● EXERCISE DATA
//! Loans repository: the storage side of the loan ledger
//!
//! Borrow and return are each one transaction. The book row is locked with
//! `SELECT ... FOR UPDATE` before the availability check, so the check and
//! the mutation it guards read the same snapshot; two concurrent borrows of
//! the last copy cannot both succeed.

use chrono::NaiveDate;
use rust_decimal::Decimal;
use sqlx::{Pool, Postgres, Row};

use crate::{
    error::{AppError, AppResult},
    models::{
        fine::Fine,
        loan::{Loan, LoanDetails, LoanHistoryEntry},
    },
    policy,
};

#[derive(Clone)]
pub struct LoansRepository {
    pool: Pool<Postgres>,
}

impl LoansRepository {
    pub fn new(pool: Pool<Postgres>) -> Self {
        Self { pool }
    }

    /// Get loan by ID
    pub async fn get_by_id(&self, id: i32) -> AppResult<Loan> {
        sqlx::query_as::<_, Loan>("SELECT * FROM loans WHERE loan_id = $1")
            .bind(id)
            .fetch_optional(&self.pool)
            .await?
            .ok_or_else(|| AppError::NotFound(format!("Loan with id {} not found", id)))
    }

    /// Borrow a book: insert the loan and decrement the available copy count
    /// as one atomic unit.
    pub async fn borrow(&self, book_id: i32, user_id: i32, today: NaiveDate) -> AppResult<Loan> {
        let mut tx = self.pool.begin().await?;

        let available: Option<i32> = sqlx::query_scalar(
            "SELECT available_copies FROM books WHERE book_id = $1 FOR UPDATE",
        )
        .bind(book_id)
        .fetch_optional(&mut *tx)
        .await?;
        let available =
            available.ok_or_else(|| AppError::NotFound(format!("Book with id {} not found", book_id)))?;

        let already_borrowed: bool = sqlx::query_scalar(
            "SELECT EXISTS(SELECT 1 FROM loans WHERE book_id = $1 AND user_id = $2 AND return_date IS NULL)",
        )
        .bind(book_id)
        .bind(user_id)
        .fetch_one(&mut *tx)
        .await?;
        if already_borrowed {
            return Err(AppError::AlreadyBorrowed);
        }

        if available <= 0 {
            return Err(AppError::Unavailable);
        }

        // Guarded decrement; the WHERE clause closes the check-then-write
        // window even if the lock above were ever dropped.
        let updated = sqlx::query(
            "UPDATE books SET available_copies = available_copies - 1 WHERE book_id = $1 AND available_copies > 0",
        )
        .bind(book_id)
        .execute(&mut *tx)
        .await?;
        if updated.rows_affected() == 0 {
            return Err(AppError::Unavailable);
        }

        let loan = sqlx::query_as::<_, Loan>(
            r#"
            INSERT INTO loans (user_id, book_id, loan_date, due_date)
            VALUES ($1, $2, $3, $4)
            RETURNING *
            "#,
        )
        .bind(user_id)
        .bind(book_id)
        .bind(today)
        .bind(policy::due_date(today))
        .fetch_one(&mut *tx)
        .await
        // Partial unique index on open (user_id, book_id) pairs backs the
        // duplicate check above.
        .map_err(|e| match &e {
            sqlx::Error::Database(db) if db.is_unique_violation() => AppError::AlreadyBorrowed,
            _ => AppError::Database(e),
        })?;

        tx.commit().await?;
        Ok(loan)
    }

    /// Close a loan: set the return date, restore the copy, and record the
    /// overdue fine (if any) as one atomic unit.
    ///
    /// The fine is computed here, from the actual return date, and never
    /// recomputed afterwards.
    pub async fn return_loan(
        &self,
        loan_id: i32,
        user_id: i32,
        today: NaiveDate,
    ) -> AppResult<(Loan, Option<Fine>)> {
        let mut tx = self.pool.begin().await?;

        let loan = sqlx::query_as::<_, Loan>(
            "SELECT * FROM loans WHERE loan_id = $1 AND user_id = $2 FOR UPDATE",
        )
        .bind(loan_id)
        .bind(user_id)
        .fetch_optional(&mut *tx)
        .await?
        .ok_or_else(|| AppError::NotFound(format!("Loan with id {} not found", loan_id)))?;

        if loan.return_date.is_some() {
            return Err(AppError::AlreadyReturned);
        }

        let loan = sqlx::query_as::<_, Loan>(
            "UPDATE loans SET return_date = $2 WHERE loan_id = $1 RETURNING *",
        )
        .bind(loan_id)
        .bind(today)
        .fetch_one(&mut *tx)
        .await?;

        sqlx::query("UPDATE books SET available_copies = available_copies + 1 WHERE book_id = $1")
            .bind(loan.book_id)
            .execute(&mut *tx)
            .await?;

        let days = policy::days_overdue(loan.due_date, today);
        let fine = if days > 0 {
            let amount = policy::fine_amount(loan.due_date, today);
            let fine = sqlx::query_as::<_, Fine>(
                r#"
                INSERT INTO fines (loan_id, amount, description, paid)
                VALUES ($1, $2, $3, FALSE)
                RETURNING *
                "#,
            )
            .bind(loan_id)
            .bind(amount)
            .bind(policy::fine_description(days))
            .fetch_one(&mut *tx)
            .await?;
            Some(fine)
        } else {
            None
        };

        tx.commit().await?;
        Ok((loan, fine))
    }

    /// Open loans for a user with book details and a live fine estimate
    pub async fn get_user_loans(&self, user_id: i32, today: NaiveDate) -> AppResult<Vec<LoanDetails>> {
        let rows = sqlx::query(
            r#"
            SELECT l.loan_id, l.book_id, l.loan_date, l.due_date, b.title, b.author
            FROM loans l
            JOIN books b ON b.book_id = l.book_id
            WHERE l.user_id = $1 AND l.return_date IS NULL
            ORDER BY l.due_date
            "#,
        )
        .bind(user_id)
        .fetch_all(&self.pool)
        .await?;

        let loans = rows
            .into_iter()
            .map(|row| {
                let due_date: NaiveDate = row.get("due_date");
                LoanDetails {
                    loan_id: row.get("loan_id"),
                    book_id: row.get("book_id"),
                    title: row.get("title"),
                    author: row.get("author"),
                    loan_date: row.get("loan_date"),
                    due_date,
                    is_overdue: policy::is_overdue(due_date, today),
                    accrued_fine: policy::fine_amount(due_date, today),
                }
            })
            .collect();

        Ok(loans)
    }

    /// Closed loans for a user, most recently returned first
    pub async fn get_user_history(&self, user_id: i32) -> AppResult<Vec<LoanHistoryEntry>> {
        let history = sqlx::query_as::<_, LoanHistoryEntry>(
            r#"
            SELECT l.loan_id, l.book_id, b.title, b.author,
                   l.loan_date, l.due_date, l.return_date,
                   COALESCE((SELECT SUM(f.amount) FROM fines f WHERE f.loan_id = l.loan_id), 0) AS fine_total
            FROM loans l
            JOIN books b ON b.book_id = l.book_id
            WHERE l.user_id = $1 AND l.return_date IS NOT NULL
            ORDER BY l.return_date DESC, l.loan_id DESC
            "#,
        )
        .bind(user_id)
        .fetch_all(&self.pool)
        .await?;
        Ok(history)
    }

    /// Count open loans, optionally for one user
    pub async fn count_open(&self, user_id: Option<i32>) -> AppResult<i64> {
        let count: i64 = match user_id {
            Some(id) => {
                sqlx::query_scalar(
                    "SELECT COUNT(*) FROM loans WHERE user_id = $1 AND return_date IS NULL",
                )
                .bind(id)
                .fetch_one(&self.pool)
                .await?
            }
            None => {
                sqlx::query_scalar("SELECT COUNT(*) FROM loans WHERE return_date IS NULL")
                    .fetch_one(&self.pool)
                    .await?
            }
        };
        Ok(count)
    }

    /// Count overdue open loans, optionally for one user
    pub async fn count_overdue(&self, user_id: Option<i32>, today: NaiveDate) -> AppResult<i64> {
        let count: i64 = match user_id {
            Some(id) => {
                sqlx::query_scalar(
                    "SELECT COUNT(*) FROM loans WHERE user_id = $1 AND return_date IS NULL AND due_date < $2",
                )
                .bind(id)
                .bind(today)
                .fetch_one(&self.pool)
                .await?
            }
            None => {
                sqlx::query_scalar(
                    "SELECT COUNT(*) FROM loans WHERE return_date IS NULL AND due_date < $1",
                )
                .bind(today)
                .fetch_one(&self.pool)
                .await?
            }
        };
        Ok(count)
    }

    /// Sum of live fine estimates across a user's overdue open loans.
    ///
    /// Display-only: the charged amounts are fixed at return time.
    pub async fn estimated_accruing_fines(&self, user_id: i32, today: NaiveDate) -> AppResult<Decimal> {
        let due_dates: Vec<NaiveDate> = sqlx::query_scalar(
            "SELECT due_date FROM loans WHERE user_id = $1 AND return_date IS NULL AND due_date < $2",
        )
        .bind(user_id)
        .bind(today)
        .fetch_all(&self.pool)
        .await?;

        Ok(due_dates
            .into_iter()
            .map(|due| policy::fine_amount(due, today))
            .sum())
    }
}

● EXERCISE BRIEF
Pick each line holding "live" out of the entries above and return it.

● ANSWER
    /// Open loans for a user with book details and a live fine estimate
    /// Sum of live fine estimates across a user's overdue open loans.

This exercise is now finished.